__Your instructions__.
Reproduce every record below exactly as it appears.

__Collected data entries__.
++++++++
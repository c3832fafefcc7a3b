//! Tenant Lifecycle Core
//!
//! Owns the canonical state machine for tenant records and the manager
//! that drives creation, provisioning, disabling, and removal against a
//! per-tenant database/identity store.
//!
//! # Lifecycle
//!
//! ```text
//!                 ┌──────────────────────────────┐
//!                 │                              │
//!   New ──► Pending ──► Active ──► Disabling ──► Disabled
//!    │                                              │
//!    └───────────────► Removing ◄──────────────────┘
//!                         │
//!                         ▼
//!                      Removed
//! ```
//!
//! Every edge above is the only way a record changes state. Provisioning
//! (`Pending`), deactivation (`Disabling`), and teardown (`Removing`) are
//! the only points where downstream I/O happens; their failures leave the
//! record parked in the in-progress state for an idempotent retry.

#![warn(missing_docs)]

pub mod error;
pub mod manager;
pub mod model;
pub mod provisioner;
pub mod registry;
pub mod state;
pub mod store;

pub use error::LifecycleError;
pub use manager::{LifecycleResult, ManagerConfig, TenantManager, TombstonePolicy};
pub use model::{CreateTenant, TenantRecord, TenantUpdate};
pub use provisioner::{ProvisionError, StaticProvisioner, TenantProvisioner};
pub use registry::ConnectionRegistry;
pub use state::{StateCatalog, StateInfo, TenantState};
pub use store::{InMemoryTenantStore, StoreError, TenantFilter, TenantStore};
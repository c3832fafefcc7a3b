//! Tenancy Common - Shared value objects for the tenancy platform
//!
//! This crate provides the validated primitives every other tenancy crate
//! works with:
//! - Tenant identifiers (normalized slugs)
//! - Database provider and connection descriptors

#![warn(missing_docs)]
#![warn(clippy::all)]

pub mod database;
pub mod id;

pub use database::*;
pub use id::*;
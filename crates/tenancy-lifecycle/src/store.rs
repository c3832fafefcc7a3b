//! Persistence boundary for tenant records.
//!
//! The manager never embeds storage mechanics; it talks to a [`TenantStore`]
//! with optimistic concurrency on the record's `version` stamp. The
//! in-memory implementation backs development and tests.

use crate::model::TenantRecord;
use crate::state::TenantState;
use async_trait::async_trait;
use parking_lot::RwLock;
use serde::{Deserialize, Serialize};
use std::collections::BTreeMap;
use tenancy_common::TenantId;

/// Store result type.
pub type StoreResult<T> = Result<T, StoreError>;

/// Store errors.
#[derive(Debug, Clone, PartialEq, Eq, thiserror::Error)]
pub enum StoreError {
    /// The incoming record's version does not match the stored one.
    #[error("conflicting update for tenant {0}")]
    Conflict(TenantId),

    /// Backend failure.
    #[error("storage error: {0}")]
    Storage(String),
}

/// Filter for list queries.
#[derive(Debug, Clone, Default, Serialize, Deserialize)]
pub struct TenantFilter {
    /// Restrict to these states; empty means all.
    pub states: Vec<TenantState>,
}

impl TenantFilter {
    /// Match everything.
    pub fn all() -> Self {
        Self::default()
    }

    /// Match a single state.
    pub fn with_state(state: TenantState) -> Self {
        Self {
            states: vec![state],
        }
    }

    fn matches(&self, record: &TenantRecord) -> bool {
        self.states.is_empty() || self.states.contains(&record.state)
    }
}

/// Tenant record store.
#[async_trait]
pub trait TenantStore: Send + Sync {
    /// Load a record by identifier.
    async fn load(&self, id: &TenantId) -> StoreResult<Option<TenantRecord>>;

    /// Insert or update a record. The record's `version` must match the
    /// stored version (0 for inserts); on success the store bumps it.
    async fn save(&self, record: &mut TenantRecord) -> StoreResult<()>;

    /// List records matching the filter, ordered by identifier. The result
    /// is a snapshot; concurrent mutations may or may not be visible.
    async fn list(&self, filter: &TenantFilter) -> StoreResult<Vec<TenantRecord>>;

    /// Hard-delete a record. Absent identifiers are ignored. Used by the
    /// purge tombstone policy.
    async fn purge(&self, id: &TenantId) -> StoreResult<()>;
}

/// In-memory store for development and tests.
///
/// A `BTreeMap` keeps list output ordered by identifier.
#[derive(Debug, Default)]
pub struct InMemoryTenantStore {
    records: RwLock<BTreeMap<TenantId, TenantRecord>>,
}

impl InMemoryTenantStore {
    /// Empty store.
    pub fn new() -> Self {
        Self::default()
    }

    /// Number of stored records.
    pub fn len(&self) -> usize {
        self.records.read().len()
    }

    /// Whether the store is empty.
    pub fn is_empty(&self) -> bool {
        self.records.read().is_empty()
    }
}

#[async_trait]
impl TenantStore for InMemoryTenantStore {
    async fn load(&self, id: &TenantId) -> StoreResult<Option<TenantRecord>> {
        Ok(self.records.read().get(id).cloned())
    }

    async fn save(&self, record: &mut TenantRecord) -> StoreResult<()> {
        let mut records = self.records.write();
        match records.get(&record.id) {
            Some(existing) if existing.version != record.version => {
                return Err(StoreError::Conflict(record.id.clone()));
            }
            None if record.version != 0 => {
                return Err(StoreError::Conflict(record.id.clone()));
            }
            _ => {}
        }
        record.version += 1;
        records.insert(record.id.clone(), record.clone());
        Ok(())
    }

    async fn list(&self, filter: &TenantFilter) -> StoreResult<Vec<TenantRecord>> {
        Ok(self
            .records
            .read()
            .values()
            .filter(|r| filter.matches(r))
            .cloned()
            .collect())
    }

    async fn purge(&self, id: &TenantId) -> StoreResult<()> {
        self.records.write().remove(id);
        Ok(())
    }
}

#[cfg(test)]
mod tests {
    use super::*;
    use chrono::Utc;

    fn record(id: &str) -> TenantRecord {
        TenantRecord {
            id: TenantId::parse(id).unwrap(),
            state: TenantState::New,
            name: format!("{id} inc"),
            description: None,
            remark: None,
            connection: None,
            version: 0,
            created_at: Utc::now(),
            updated_at: Utc::now(),
        }
    }

    #[tokio::test]
    async fn test_save_bumps_version() {
        let store = InMemoryTenantStore::new();
        let mut rec = record("acme");

        store.save(&mut rec).await.unwrap();
        assert_eq!(rec.version, 1);

        rec.name = "Acme Corp".into();
        store.save(&mut rec).await.unwrap();
        assert_eq!(rec.version, 2);
    }

    #[tokio::test]
    async fn test_stale_save_conflicts() {
        let store = InMemoryTenantStore::new();
        let mut rec = record("acme");
        store.save(&mut rec).await.unwrap();

        let mut stale = rec.clone();
        stale.version = 0;
        assert_eq!(
            store.save(&mut stale).await,
            Err(StoreError::Conflict(rec.id.clone()))
        );

        // Inserting over a missing record with a nonzero version is also a conflict.
        let mut ghost = record("ghost");
        ghost.version = 3;
        assert!(matches!(
            store.save(&mut ghost).await,
            Err(StoreError::Conflict(_))
        ));
    }

    #[tokio::test]
    async fn test_list_is_ordered_and_filtered() {
        let store = InMemoryTenantStore::new();
        for id in ["zeta", "acme", "mid"] {
            store.save(&mut record(id)).await.unwrap();
        }

        let mut active = record("beta");
        active.state = TenantState::Active;
        store.save(&mut active).await.unwrap();

        let all = store.list(&TenantFilter::all()).await.unwrap();
        let ids: Vec<_> = all.iter().map(|r| r.id.as_str().to_owned()).collect();
        assert_eq!(ids, ["acme", "beta", "mid", "zeta"]);

        let only_new = store
            .list(&TenantFilter::with_state(TenantState::New))
            .await
            .unwrap();
        assert_eq!(only_new.len(), 3);
    }

    #[tokio::test]
    async fn test_purge_is_idempotent() {
        let store = InMemoryTenantStore::new();
        let mut rec = record("acme");
        store.save(&mut rec).await.unwrap();

        store.purge(&rec.id).await.unwrap();
        store.purge(&rec.id).await.unwrap();
        assert!(store.load(&rec.id).await.unwrap().is_none());
    }
}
++++++++
__Task result__.
repository c3832fafefcc7a3b
//! Tenant Lifecycle Core
//!
//! Owns the canonical state machine for tenant records and the manager
//! that drives creation, provisioning, disabling, and removal against a
//! per-tenant database/identity store.
//!
//! # Lifecycle
//!
//! ```text
//!                 ┌──────────────────────────────┐
//!                 │                              │
//!   New ──► Pending ──► Active ──► Disabling ──► Disabled
//!    │                                              │
//!    └───────────────► Removing ◄──────────────────┘
//!                         │
//!                         ▼
//!                      Removed
//! ```
//!
//! Every edge above is the only way a record changes state. Provisioning
//! (`Pending`), deactivation (`Disabling`), and teardown (`Removing`) are
//! the only points where downstream I/O happens; their failures leave the
//! record parked in the in-progress state for an idempotent retry.

#![warn(missing_docs)]

pub mod error;
pub mod manager;
pub mod model;
pub mod provisioner;
pub mod registry;
pub mod state;
pub mod store;

pub use error::LifecycleError;
pub use manager::{LifecycleResult, ManagerConfig, TenantManager, TombstonePolicy};
pub use model::{CreateTenant, TenantRecord, TenantUpdate};
pub use provisioner::{ProvisionError, StaticProvisioner, TenantProvisioner};
pub use registry::ConnectionRegistry;
pub use state::{StateCatalog, StateInfo, TenantState};
pub use store::{InMemoryTenantStore, StoreError, TenantFilter, TenantStore};
repository c3832fafefcc7a3b
//! Tenancy Common - Shared value objects for the tenancy platform
//!
//! This crate provides the validated primitives every other tenancy crate
//! works with:
//! - Tenant identifiers (normalized slugs)
//! - Database provider and connection descriptors

#![warn(missing_docs)]
#![warn(clippy::all)]

pub mod database;
pub mod id;

pub use database::*;
pub use id::*;
filename crates/tenancy-lifecycle/src/store.rs
repository c3832fafefcc7a3b
//! Persistence boundary for tenant records.
//!
//! The manager never embeds storage mechanics; it talks to a [`TenantStore`]
//! with optimistic concurrency on the record's `version` stamp. The
//! in-memory implementation backs development and tests.

use crate::model::TenantRecord;
use crate::state::TenantState;
use async_trait::async_trait;
use parking_lot::RwLock;
use serde::{Deserialize, Serialize};
use std::collections::BTreeMap;
use tenancy_common::TenantId;

/// Store result type.
pub type StoreResult<T> = Result<T, StoreError>;

/// Store errors.
#[derive(Debug, Clone, PartialEq, Eq, thiserror::Error)]
pub enum StoreError {
    /// The incoming record's version does not match the stored one.
    #[error("conflicting update for tenant {0}")]
    Conflict(TenantId),

    /// Backend failure.
    #[error("storage error: {0}")]
    Storage(String),
}

/// Filter for list queries.
#[derive(Debug, Clone, Default, Serialize, Deserialize)]
pub struct TenantFilter {
    /// Restrict to these states; empty means all.
    pub states: Vec<TenantState>,
}

impl TenantFilter {
    /// Match everything.
    pub fn all() -> Self {
        Self::default()
    }

    /// Match a single state.
    pub fn with_state(state: TenantState) -> Self {
        Self {
            states: vec![state],
        }
    }

    fn matches(&self, record: &TenantRecord) -> bool {
        self.states.is_empty() || self.states.contains(&record.state)
    }
}

/// Tenant record store.
#[async_trait]
pub trait TenantStore: Send + Sync {
    /// Load a record by identifier.
    async fn load(&self, id: &TenantId) -> StoreResult<Option<TenantRecord>>;

    /// Insert or update a record. The record's `version` must match the
    /// stored version (0 for inserts); on success the store bumps it.
    async fn save(&self, record: &mut TenantRecord) -> StoreResult<()>;

    /// List records matching the filter, ordered by identifier. The result
    /// is a snapshot; concurrent mutations may or may not be visible.
    async fn list(&self, filter: &TenantFilter) -> StoreResult<Vec<TenantRecord>>;

    /// Hard-delete a record. Absent identifiers are ignored. Used by the
    /// purge tombstone policy.
    async fn purge(&self, id: &TenantId) -> StoreResult<()>;
}

/// In-memory store for development and tests.
///
/// A `BTreeMap` keeps list output ordered by identifier.
#[derive(Debug, Default)]
pub struct InMemoryTenantStore {
    records: RwLock<BTreeMap<TenantId, TenantRecord>>,
}

impl InMemoryTenantStore {
    /// Empty store.
    pub fn new() -> Self {
        Self::default()
    }

    /// Number of stored records.
    pub fn len(&self) -> usize {
        self.records.read().len()
    }

    /// Whether the store is empty.
    pub fn is_empty(&self) -> bool {
        self.records.read().is_empty()
    }
}

#[async_trait]
impl TenantStore for InMemoryTenantStore {
    async fn load(&self, id: &TenantId) -> StoreResult<Option<TenantRecord>> {
        Ok(self.records.read().get(id).cloned())
    }

    async fn save(&self, record: &mut TenantRecord) -> StoreResult<()> {
        let mut records = self.records.write();
        match records.get(&record.id) {
            Some(existing) if existing.version != record.version => {
                return Err(StoreError::Conflict(record.id.clone()));
            }
            None if record.version != 0 => {
                return Err(StoreError::Conflict(record.id.clone()));
            }
            _ => {}
        }
        record.version += 1;
        records.insert(record.id.clone(), record.clone());
        Ok(())
    }

    async fn list(&self, filter: &TenantFilter) -> StoreResult<Vec<TenantRecord>> {
        Ok(self
            .records
            .read()
            .values()
            .filter(|r| filter.matches(r))
            .cloned()
            .collect())
    }

    async fn purge(&self, id: &TenantId) -> StoreResult<()> {
        self.records.write().remove(id);
        Ok(())
    }
}

#[cfg(test)]
mod tests {
    use super::*;
    use chrono::Utc;

    fn record(id: &str) -> TenantRecord {
        TenantRecord {
            id: TenantId::parse(id).unwrap(),
            state: TenantState::New,
            name: format!("{id} inc"),
            description: None,
            remark: None,
            connection: None,
            version: 0,
            created_at: Utc::now(),
            updated_at: Utc::now(),
        }
    }

    #[tokio::test]
    async fn test_save_bumps_version() {
        let store = InMemoryTenantStore::new();
        let mut rec = record("acme");

        store.save(&mut rec).await.unwrap();
        assert_eq!(rec.version, 1);

        rec.name = "Acme Corp".into();
        store.save(&mut rec).await.unwrap();
        assert_eq!(rec.version, 2);
    }

    #[tokio::test]
    async fn test_stale_save_conflicts() {
        let store = InMemoryTenantStore::new();
        let mut rec = record("acme");
        store.save(&mut rec).await.unwrap();

        let mut stale = rec.clone();
        stale.version = 0;
        assert_eq!(
            store.save(&mut stale).await,
            Err(StoreError::Conflict(rec.id.clone()))
        );

        // Inserting over a missing record with a nonzero version is also a conflict.
        let mut ghost = record("ghost");
        ghost.version = 3;
        assert!(matches!(
            store.save(&mut ghost).await,
            Err(StoreError::Conflict(_))
        ));
    }

    #[tokio::test]
    async fn test_list_is_ordered_and_filtered() {
        let store = InMemoryTenantStore::new();
        for id in ["zeta", "acme", "mid"] {
            store.save(&mut record(id)).await.unwrap();
        }

        let mut active = record("beta");
        active.state = TenantState::Active;
        store.save(&mut active).await.unwrap();

        let all = store.list(&TenantFilter::all()).await.unwrap();
        let ids: Vec<_> = all.iter().map(|r| r.id.as_str().to_owned()).collect();
        assert_eq!(ids, ["acme", "beta", "mid", "zeta"]);

        let only_new = store
            .list(&TenantFilter::with_state(TenantState::New))
            .await
            .unwrap();
        assert_eq!(only_new.len(), 3);
    }

    #[tokio::test]
    async fn test_purge_is_idempotent() {
        let store = InMemoryTenantStore::new();
        let mut rec = record("acme");
        store.save(&mut rec).await.unwrap();

        store.purge(&rec.id).await.unwrap();
        store.purge(&rec.id).await.unwrap();
        assert!(store.load(&rec.id).await.unwrap().is_none());
    }
}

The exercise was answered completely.